* **WHAT IS REQUIRED**
One number is the expected answer: the count of lines in the material below containing the word "ctype".

-- -- --

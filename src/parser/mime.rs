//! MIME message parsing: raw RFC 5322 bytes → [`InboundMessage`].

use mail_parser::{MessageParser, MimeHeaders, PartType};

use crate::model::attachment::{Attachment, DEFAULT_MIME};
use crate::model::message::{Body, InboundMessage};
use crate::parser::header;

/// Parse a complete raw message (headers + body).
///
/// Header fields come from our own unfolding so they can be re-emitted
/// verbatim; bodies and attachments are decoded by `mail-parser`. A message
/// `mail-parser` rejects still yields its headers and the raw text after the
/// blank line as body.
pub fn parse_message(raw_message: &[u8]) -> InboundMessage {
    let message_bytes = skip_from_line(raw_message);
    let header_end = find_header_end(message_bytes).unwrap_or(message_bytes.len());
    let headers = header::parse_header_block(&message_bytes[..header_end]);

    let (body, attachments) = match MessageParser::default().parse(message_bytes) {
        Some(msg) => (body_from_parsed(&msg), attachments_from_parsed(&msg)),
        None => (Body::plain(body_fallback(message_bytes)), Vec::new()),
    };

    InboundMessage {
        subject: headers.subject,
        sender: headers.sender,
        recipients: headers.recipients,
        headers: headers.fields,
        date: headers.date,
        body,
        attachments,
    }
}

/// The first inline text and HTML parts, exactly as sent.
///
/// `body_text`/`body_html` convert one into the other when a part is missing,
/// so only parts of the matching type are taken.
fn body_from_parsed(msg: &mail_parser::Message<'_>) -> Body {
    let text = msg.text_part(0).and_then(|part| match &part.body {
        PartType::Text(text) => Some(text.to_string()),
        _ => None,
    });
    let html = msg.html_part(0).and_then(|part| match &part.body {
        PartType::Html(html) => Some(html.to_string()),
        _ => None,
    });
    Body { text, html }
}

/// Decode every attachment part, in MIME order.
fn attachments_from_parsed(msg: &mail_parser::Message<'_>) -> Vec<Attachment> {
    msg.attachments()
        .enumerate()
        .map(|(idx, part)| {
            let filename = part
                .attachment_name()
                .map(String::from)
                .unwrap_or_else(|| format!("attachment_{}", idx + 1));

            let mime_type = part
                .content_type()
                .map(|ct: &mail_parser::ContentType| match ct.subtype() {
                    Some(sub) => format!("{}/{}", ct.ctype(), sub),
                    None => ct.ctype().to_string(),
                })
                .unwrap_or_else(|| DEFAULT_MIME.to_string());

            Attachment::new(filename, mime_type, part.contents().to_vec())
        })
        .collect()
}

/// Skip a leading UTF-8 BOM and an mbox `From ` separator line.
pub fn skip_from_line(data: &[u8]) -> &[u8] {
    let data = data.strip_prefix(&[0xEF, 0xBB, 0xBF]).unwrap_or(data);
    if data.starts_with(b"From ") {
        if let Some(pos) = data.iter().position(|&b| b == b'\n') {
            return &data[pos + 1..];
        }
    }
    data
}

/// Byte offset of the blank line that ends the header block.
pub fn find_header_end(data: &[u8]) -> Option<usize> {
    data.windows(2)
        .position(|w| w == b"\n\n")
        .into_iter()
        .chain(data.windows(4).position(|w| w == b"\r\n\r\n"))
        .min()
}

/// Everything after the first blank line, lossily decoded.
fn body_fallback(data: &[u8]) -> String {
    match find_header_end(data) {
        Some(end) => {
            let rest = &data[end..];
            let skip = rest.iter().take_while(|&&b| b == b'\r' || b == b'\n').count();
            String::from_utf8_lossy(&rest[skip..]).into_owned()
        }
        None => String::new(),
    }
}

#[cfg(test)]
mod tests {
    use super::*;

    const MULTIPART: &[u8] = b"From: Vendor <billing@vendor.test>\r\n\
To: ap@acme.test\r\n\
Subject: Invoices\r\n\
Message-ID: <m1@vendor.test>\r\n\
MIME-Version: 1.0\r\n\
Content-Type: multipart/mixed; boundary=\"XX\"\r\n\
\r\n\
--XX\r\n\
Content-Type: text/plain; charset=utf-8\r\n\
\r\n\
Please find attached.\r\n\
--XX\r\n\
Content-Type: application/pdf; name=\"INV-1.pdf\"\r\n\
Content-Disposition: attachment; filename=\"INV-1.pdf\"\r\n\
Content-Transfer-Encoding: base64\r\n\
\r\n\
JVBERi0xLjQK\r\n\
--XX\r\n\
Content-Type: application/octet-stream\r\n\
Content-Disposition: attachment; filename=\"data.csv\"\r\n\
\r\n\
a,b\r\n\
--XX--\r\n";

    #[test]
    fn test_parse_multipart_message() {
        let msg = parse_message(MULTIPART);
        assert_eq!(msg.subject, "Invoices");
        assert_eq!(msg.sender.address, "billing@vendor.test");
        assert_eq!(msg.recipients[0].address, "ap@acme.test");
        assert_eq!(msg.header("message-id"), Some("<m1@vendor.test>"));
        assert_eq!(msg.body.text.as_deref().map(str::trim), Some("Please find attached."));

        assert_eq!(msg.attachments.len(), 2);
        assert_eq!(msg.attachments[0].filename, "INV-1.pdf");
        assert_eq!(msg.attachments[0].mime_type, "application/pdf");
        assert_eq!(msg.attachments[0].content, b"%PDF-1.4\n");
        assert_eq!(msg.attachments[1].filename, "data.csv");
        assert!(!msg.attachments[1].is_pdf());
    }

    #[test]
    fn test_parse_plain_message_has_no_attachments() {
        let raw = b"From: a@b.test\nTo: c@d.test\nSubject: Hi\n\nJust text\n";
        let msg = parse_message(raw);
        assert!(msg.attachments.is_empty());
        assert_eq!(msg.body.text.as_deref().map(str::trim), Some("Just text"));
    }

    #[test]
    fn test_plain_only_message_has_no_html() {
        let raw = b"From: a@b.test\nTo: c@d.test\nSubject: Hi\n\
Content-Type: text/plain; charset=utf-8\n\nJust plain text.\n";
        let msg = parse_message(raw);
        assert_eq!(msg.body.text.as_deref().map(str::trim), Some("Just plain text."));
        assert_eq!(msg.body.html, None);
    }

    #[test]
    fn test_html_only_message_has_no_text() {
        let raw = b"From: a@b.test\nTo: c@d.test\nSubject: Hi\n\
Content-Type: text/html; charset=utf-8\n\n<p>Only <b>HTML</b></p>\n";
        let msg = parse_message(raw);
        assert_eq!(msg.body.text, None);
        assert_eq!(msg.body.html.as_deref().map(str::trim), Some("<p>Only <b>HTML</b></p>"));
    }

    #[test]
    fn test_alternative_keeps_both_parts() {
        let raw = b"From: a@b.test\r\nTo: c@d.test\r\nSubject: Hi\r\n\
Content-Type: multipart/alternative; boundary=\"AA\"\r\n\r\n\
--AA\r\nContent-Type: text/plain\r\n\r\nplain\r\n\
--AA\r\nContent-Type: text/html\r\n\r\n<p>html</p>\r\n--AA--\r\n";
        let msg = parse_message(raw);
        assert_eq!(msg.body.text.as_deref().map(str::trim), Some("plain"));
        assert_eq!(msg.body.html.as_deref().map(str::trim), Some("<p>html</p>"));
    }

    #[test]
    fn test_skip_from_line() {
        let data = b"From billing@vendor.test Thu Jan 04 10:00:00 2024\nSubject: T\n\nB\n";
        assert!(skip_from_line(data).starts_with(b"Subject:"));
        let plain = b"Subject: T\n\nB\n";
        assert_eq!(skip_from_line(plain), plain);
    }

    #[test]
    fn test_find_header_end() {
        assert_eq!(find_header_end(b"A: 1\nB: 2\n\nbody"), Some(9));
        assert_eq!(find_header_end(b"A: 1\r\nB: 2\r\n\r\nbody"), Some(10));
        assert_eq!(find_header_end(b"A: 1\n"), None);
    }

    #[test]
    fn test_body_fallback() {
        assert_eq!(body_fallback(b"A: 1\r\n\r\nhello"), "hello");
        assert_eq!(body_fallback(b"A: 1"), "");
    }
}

-- -- --

* **ANSWER TO THE EXERCISE**
2